Start of Block

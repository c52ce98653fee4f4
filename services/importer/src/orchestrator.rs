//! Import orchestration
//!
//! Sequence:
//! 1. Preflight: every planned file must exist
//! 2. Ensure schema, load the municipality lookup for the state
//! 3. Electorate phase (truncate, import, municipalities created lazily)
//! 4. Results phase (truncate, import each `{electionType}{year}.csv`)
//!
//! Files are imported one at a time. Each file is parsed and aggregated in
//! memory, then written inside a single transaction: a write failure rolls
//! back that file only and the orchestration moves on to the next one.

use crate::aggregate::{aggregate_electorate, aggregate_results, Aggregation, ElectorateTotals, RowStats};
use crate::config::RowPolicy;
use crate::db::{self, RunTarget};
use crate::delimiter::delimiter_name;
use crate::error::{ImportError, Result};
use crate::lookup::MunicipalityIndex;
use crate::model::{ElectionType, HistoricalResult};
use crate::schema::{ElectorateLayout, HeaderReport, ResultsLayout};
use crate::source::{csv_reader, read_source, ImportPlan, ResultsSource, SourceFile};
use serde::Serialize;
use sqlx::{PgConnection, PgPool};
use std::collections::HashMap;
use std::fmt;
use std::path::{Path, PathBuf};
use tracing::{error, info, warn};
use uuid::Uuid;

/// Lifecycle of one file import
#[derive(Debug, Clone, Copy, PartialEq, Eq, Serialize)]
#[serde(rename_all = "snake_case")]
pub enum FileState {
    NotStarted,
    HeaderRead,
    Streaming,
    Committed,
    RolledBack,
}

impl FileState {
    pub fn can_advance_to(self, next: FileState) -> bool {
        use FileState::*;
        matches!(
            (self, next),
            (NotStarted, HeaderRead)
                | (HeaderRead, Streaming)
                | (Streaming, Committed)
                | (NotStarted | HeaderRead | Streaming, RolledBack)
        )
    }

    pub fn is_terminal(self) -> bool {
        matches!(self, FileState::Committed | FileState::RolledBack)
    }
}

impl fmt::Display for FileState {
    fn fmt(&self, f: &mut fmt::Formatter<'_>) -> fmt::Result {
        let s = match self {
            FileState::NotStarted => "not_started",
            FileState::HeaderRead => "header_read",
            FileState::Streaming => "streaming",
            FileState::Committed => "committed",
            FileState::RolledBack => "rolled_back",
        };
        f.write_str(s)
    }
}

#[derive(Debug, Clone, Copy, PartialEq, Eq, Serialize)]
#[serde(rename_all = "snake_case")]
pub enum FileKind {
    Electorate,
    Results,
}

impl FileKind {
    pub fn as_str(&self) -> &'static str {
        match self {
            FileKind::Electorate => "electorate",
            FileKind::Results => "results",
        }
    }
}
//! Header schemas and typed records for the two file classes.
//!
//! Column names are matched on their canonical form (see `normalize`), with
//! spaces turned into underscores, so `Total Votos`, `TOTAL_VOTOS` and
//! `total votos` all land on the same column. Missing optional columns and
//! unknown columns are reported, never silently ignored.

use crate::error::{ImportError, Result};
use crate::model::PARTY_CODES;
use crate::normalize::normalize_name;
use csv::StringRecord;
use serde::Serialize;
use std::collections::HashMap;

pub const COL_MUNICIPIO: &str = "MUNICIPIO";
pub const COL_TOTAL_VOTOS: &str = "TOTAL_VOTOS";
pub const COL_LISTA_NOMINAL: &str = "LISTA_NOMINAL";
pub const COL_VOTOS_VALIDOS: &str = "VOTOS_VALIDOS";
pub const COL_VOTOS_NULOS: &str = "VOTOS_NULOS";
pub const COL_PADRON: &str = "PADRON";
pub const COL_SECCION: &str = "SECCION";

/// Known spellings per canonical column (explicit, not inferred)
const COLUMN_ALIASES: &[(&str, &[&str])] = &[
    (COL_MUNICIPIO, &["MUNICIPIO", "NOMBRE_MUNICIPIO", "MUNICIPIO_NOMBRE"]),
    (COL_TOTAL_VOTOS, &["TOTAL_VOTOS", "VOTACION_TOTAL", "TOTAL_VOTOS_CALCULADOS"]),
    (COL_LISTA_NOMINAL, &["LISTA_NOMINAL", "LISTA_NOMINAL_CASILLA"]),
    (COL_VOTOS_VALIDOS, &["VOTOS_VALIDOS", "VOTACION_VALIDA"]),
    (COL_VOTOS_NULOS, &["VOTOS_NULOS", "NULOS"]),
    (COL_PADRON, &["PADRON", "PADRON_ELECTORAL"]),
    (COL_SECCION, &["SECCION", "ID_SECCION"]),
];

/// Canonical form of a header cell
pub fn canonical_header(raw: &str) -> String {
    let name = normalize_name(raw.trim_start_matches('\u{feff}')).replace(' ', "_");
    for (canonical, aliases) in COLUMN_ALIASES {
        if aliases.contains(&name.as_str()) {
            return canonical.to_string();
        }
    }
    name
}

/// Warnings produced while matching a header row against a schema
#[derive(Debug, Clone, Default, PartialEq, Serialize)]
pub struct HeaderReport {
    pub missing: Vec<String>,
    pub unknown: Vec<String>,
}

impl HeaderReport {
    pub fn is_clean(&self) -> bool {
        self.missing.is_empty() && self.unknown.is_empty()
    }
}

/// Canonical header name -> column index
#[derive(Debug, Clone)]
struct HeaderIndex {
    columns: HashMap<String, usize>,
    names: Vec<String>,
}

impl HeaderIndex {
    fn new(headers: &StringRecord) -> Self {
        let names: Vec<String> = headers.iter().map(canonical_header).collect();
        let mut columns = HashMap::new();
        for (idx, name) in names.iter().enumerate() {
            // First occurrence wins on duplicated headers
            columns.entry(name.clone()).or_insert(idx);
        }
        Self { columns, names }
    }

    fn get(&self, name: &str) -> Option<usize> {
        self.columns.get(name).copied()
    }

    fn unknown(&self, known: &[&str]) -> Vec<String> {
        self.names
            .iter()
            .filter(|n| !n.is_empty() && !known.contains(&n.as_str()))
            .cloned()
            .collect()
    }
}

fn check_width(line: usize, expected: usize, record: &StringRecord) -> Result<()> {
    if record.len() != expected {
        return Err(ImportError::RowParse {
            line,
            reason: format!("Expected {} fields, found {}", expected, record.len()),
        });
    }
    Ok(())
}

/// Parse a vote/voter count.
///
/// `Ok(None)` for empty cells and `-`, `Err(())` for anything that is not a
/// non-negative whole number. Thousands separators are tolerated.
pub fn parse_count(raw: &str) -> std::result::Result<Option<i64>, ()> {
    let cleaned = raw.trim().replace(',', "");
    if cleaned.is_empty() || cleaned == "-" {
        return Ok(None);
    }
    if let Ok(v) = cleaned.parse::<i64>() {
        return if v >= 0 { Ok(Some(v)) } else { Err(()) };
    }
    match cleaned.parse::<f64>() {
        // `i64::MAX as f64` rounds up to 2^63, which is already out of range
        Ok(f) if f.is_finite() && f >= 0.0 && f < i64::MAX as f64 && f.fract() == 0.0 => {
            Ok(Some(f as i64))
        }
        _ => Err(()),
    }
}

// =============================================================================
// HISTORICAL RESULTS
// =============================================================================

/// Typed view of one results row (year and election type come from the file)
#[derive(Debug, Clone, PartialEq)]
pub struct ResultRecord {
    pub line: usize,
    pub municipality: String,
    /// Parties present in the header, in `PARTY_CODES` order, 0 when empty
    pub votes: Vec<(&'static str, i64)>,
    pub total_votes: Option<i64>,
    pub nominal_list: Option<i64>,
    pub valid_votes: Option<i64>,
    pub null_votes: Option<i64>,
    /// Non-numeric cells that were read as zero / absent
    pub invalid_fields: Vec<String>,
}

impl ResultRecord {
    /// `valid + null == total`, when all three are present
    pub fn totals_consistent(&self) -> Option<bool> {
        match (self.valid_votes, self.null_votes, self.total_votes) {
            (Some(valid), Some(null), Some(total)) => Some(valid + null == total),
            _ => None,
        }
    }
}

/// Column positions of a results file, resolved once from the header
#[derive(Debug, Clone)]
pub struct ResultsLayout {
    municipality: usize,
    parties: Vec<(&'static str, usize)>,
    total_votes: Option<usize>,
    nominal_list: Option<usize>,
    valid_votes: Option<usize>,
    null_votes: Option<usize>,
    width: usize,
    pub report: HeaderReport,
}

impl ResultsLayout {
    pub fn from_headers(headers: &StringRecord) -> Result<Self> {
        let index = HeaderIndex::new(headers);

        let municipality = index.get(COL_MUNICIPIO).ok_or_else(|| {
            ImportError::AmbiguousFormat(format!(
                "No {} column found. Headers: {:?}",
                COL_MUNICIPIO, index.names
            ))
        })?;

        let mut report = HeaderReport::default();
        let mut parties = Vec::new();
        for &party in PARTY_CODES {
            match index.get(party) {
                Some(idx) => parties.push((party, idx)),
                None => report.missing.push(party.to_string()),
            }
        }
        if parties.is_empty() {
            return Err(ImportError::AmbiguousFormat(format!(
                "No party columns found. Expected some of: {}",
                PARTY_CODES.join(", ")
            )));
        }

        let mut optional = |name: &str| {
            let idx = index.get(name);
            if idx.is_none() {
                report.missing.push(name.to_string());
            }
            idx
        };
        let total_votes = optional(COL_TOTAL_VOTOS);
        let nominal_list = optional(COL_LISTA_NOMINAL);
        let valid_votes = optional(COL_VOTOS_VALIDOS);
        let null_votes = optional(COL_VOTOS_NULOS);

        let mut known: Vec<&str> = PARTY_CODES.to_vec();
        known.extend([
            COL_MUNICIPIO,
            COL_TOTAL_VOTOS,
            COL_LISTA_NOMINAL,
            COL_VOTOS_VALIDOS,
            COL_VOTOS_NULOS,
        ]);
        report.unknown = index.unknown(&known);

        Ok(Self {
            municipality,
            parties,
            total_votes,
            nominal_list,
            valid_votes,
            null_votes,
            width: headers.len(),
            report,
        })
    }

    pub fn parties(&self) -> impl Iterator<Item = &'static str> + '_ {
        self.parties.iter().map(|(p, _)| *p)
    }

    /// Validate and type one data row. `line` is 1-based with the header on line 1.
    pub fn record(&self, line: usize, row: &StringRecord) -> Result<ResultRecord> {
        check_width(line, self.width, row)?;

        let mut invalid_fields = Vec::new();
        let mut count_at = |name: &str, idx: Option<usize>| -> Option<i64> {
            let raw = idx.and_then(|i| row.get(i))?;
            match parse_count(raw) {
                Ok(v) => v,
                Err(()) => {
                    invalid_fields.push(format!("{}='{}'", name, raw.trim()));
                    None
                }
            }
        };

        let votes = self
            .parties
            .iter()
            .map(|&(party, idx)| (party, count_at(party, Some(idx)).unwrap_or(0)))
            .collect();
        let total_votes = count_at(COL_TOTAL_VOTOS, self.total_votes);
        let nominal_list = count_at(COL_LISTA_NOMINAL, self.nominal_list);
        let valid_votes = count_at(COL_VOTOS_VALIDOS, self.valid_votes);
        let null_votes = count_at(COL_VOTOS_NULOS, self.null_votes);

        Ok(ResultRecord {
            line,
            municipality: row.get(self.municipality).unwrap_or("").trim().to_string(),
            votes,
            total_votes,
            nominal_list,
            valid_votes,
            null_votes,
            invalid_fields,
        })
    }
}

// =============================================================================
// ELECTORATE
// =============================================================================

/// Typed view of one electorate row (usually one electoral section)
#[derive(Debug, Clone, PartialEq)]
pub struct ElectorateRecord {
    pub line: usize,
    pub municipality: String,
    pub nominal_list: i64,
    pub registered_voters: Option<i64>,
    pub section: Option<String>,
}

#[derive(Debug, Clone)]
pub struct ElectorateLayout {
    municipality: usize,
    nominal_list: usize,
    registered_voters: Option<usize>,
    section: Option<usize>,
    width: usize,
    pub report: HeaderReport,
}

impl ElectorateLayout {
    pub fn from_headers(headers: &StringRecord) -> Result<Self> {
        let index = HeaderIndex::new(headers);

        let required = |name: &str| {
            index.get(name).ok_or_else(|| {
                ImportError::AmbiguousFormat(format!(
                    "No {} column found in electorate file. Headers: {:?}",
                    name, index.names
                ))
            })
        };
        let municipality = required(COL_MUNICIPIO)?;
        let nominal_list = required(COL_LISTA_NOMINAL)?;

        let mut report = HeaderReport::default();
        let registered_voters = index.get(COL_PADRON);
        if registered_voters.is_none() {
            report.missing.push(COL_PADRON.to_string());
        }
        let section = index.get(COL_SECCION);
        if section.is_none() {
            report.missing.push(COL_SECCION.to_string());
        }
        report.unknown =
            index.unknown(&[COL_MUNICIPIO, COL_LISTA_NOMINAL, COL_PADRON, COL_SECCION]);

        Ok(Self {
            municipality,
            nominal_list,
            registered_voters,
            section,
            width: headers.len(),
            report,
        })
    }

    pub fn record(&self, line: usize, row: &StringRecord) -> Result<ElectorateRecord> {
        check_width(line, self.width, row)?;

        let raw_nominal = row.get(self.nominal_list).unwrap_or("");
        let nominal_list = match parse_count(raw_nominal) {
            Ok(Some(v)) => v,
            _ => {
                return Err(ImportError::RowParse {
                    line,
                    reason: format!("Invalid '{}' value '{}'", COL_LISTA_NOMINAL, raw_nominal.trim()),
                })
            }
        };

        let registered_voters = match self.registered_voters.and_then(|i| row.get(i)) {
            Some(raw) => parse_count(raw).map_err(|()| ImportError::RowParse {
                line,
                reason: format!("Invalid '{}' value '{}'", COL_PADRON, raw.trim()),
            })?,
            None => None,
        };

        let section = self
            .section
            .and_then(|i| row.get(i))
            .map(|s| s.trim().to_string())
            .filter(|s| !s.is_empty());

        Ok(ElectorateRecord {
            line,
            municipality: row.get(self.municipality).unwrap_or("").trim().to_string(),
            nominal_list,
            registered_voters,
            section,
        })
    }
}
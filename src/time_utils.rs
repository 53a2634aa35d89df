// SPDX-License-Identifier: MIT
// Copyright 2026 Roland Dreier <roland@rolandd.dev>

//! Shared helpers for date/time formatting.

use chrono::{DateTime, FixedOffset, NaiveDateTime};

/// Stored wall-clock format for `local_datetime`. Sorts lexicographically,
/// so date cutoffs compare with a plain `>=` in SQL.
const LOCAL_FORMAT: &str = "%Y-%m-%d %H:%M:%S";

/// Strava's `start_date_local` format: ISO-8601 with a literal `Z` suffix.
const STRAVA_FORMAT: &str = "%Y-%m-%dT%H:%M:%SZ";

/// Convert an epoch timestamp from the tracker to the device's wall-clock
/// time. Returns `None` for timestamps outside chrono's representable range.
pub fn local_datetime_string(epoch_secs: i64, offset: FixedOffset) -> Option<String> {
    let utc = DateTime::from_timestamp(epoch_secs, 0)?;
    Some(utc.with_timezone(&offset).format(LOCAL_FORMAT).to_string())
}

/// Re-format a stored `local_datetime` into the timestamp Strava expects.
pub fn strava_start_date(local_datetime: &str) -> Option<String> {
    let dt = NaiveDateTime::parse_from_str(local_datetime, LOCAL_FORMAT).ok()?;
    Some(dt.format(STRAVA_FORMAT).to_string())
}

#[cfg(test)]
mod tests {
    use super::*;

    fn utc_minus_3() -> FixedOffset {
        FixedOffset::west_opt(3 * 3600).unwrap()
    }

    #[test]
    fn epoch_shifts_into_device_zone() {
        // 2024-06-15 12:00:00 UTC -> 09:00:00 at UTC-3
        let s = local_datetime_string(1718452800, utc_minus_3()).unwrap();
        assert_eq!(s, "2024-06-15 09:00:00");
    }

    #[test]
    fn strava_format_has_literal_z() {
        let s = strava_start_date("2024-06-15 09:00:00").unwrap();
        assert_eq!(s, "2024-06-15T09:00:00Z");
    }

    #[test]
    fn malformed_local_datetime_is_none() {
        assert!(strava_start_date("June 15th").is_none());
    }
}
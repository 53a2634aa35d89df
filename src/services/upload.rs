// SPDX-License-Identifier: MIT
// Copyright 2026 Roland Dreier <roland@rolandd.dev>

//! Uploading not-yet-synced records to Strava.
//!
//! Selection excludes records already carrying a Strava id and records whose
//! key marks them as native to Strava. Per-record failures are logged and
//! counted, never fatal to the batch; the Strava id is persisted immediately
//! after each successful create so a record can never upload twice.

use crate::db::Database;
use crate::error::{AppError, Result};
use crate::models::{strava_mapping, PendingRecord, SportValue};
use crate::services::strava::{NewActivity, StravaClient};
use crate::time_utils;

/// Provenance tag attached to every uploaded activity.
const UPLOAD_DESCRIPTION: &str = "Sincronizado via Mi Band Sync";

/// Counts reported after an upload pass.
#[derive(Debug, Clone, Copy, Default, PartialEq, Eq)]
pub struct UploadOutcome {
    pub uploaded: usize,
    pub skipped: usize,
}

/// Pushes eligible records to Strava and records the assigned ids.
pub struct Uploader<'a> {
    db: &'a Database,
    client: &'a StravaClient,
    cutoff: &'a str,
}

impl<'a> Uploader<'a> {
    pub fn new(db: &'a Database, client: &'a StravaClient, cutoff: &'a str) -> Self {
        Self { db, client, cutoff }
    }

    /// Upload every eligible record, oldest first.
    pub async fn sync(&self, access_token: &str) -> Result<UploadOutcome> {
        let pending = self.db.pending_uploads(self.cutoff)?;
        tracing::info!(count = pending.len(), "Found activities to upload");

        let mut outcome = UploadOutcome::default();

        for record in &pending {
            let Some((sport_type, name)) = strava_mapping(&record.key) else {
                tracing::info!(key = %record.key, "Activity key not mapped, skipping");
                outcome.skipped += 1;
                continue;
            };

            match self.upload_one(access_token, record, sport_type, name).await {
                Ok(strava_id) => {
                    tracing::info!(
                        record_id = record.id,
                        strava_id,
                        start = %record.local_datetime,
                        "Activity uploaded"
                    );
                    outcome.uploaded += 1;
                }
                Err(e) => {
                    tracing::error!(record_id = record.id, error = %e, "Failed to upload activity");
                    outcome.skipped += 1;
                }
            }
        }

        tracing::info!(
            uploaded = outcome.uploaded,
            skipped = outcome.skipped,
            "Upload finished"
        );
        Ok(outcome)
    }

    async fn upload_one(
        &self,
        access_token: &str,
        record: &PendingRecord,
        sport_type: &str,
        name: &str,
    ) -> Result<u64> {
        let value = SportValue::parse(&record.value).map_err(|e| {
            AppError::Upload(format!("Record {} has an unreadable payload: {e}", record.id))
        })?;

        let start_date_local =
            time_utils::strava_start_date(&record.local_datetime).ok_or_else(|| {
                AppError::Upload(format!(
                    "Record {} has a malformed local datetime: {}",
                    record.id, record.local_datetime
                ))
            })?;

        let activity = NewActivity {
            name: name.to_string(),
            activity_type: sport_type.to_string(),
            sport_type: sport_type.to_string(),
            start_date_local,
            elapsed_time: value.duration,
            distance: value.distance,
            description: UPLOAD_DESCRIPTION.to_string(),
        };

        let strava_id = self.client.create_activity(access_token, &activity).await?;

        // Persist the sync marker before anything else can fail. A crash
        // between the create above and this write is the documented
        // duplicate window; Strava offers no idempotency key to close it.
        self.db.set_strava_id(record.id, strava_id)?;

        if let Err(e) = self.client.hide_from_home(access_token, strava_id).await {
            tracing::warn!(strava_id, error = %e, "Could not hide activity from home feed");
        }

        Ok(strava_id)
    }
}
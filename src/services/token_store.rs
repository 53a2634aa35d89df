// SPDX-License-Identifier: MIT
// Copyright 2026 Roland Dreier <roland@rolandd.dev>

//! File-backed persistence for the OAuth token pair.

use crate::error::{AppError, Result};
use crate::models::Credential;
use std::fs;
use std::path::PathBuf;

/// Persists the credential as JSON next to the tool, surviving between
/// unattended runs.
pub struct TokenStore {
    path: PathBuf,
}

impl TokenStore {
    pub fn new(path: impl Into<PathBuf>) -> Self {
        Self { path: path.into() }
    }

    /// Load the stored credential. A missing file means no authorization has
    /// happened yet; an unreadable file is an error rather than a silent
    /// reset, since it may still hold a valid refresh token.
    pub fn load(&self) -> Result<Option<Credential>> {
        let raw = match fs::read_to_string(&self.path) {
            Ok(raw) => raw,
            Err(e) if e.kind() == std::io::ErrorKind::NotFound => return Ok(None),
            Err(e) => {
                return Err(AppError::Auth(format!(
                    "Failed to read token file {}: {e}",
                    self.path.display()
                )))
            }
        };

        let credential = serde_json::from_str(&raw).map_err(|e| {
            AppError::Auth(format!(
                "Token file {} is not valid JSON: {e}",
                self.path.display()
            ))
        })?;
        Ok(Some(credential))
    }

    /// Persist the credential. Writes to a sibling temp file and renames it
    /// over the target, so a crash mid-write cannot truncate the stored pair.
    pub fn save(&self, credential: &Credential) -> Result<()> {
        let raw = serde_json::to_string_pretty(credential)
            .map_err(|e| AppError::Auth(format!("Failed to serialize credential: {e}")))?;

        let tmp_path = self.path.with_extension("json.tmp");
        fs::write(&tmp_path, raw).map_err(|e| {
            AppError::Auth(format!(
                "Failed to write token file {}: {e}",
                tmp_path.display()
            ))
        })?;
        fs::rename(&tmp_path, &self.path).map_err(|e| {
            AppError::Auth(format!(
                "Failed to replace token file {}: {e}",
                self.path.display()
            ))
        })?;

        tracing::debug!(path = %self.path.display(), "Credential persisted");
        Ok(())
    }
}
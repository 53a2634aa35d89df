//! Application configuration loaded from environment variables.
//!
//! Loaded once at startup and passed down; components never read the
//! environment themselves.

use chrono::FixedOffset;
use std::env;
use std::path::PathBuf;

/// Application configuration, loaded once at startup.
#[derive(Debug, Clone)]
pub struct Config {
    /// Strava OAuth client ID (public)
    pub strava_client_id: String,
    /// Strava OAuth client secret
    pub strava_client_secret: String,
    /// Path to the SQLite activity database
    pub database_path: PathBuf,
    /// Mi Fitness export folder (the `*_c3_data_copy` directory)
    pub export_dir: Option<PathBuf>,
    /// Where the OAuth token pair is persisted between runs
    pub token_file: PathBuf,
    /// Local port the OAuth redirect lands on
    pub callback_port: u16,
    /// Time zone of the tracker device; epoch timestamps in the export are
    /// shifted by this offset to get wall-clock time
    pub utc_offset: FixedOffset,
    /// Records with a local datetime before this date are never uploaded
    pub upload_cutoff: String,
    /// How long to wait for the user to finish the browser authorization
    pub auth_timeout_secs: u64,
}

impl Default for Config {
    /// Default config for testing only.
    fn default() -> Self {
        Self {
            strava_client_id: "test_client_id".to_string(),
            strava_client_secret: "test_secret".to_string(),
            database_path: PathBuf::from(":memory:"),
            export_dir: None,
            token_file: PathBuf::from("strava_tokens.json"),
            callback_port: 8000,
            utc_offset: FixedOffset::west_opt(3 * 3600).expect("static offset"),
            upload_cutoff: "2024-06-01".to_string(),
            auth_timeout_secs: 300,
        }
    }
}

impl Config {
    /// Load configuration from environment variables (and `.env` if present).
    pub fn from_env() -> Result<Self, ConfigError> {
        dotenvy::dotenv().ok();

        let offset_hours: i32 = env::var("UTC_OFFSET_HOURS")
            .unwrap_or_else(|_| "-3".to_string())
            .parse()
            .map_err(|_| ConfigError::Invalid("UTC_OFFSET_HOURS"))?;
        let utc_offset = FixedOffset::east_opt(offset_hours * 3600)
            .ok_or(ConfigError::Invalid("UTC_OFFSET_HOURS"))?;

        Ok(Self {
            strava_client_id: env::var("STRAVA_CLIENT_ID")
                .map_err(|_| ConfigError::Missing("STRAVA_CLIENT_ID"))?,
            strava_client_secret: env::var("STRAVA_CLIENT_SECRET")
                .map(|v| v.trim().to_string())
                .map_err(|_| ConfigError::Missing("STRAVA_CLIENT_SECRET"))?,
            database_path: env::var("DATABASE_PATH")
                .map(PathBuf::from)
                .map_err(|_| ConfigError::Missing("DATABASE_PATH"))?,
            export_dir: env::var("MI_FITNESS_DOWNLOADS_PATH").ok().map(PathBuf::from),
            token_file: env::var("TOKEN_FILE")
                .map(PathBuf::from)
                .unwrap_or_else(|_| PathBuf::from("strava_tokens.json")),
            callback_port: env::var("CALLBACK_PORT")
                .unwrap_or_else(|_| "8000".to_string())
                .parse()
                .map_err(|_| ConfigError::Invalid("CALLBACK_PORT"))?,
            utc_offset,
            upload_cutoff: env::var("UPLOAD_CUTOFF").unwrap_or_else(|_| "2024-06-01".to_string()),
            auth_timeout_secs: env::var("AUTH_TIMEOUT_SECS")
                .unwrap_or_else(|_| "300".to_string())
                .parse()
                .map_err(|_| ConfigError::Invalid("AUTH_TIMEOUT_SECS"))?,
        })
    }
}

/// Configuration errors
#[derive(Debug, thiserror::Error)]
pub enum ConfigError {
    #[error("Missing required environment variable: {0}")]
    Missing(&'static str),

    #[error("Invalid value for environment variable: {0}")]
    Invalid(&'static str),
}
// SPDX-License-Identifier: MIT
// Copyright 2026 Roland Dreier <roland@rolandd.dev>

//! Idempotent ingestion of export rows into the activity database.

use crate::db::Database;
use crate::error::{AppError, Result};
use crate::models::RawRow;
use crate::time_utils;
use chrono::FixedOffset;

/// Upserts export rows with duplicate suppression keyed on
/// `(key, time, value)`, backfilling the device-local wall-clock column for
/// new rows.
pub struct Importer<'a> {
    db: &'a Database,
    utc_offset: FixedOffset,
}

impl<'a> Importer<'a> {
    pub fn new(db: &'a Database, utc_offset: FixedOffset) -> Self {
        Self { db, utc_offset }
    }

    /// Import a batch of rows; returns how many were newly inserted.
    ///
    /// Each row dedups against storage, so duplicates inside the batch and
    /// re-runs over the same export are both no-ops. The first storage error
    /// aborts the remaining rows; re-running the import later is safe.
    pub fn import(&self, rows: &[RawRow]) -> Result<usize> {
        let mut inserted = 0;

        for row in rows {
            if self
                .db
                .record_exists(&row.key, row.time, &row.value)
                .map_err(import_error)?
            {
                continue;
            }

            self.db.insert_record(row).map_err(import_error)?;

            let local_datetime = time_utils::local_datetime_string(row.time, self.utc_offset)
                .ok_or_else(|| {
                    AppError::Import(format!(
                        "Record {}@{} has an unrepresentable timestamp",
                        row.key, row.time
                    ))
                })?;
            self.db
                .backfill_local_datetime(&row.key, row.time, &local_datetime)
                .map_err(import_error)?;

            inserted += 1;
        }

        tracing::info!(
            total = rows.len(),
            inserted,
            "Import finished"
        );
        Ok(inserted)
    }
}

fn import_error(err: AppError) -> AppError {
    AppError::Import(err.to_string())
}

End of Block

> [TASK ITEM]:
All lines of the records above with the word "uploaded" in them are to be copied.

> [YOUR RESPONSE]:
/// Provenance tag attached to every uploaded activity.
    pub uploaded: usize,
                        "Activity uploaded"
                    outcome.uploaded += 1;
            uploaded = outcome.uploaded,
    /// Records with a local datetime before this date are never uploaded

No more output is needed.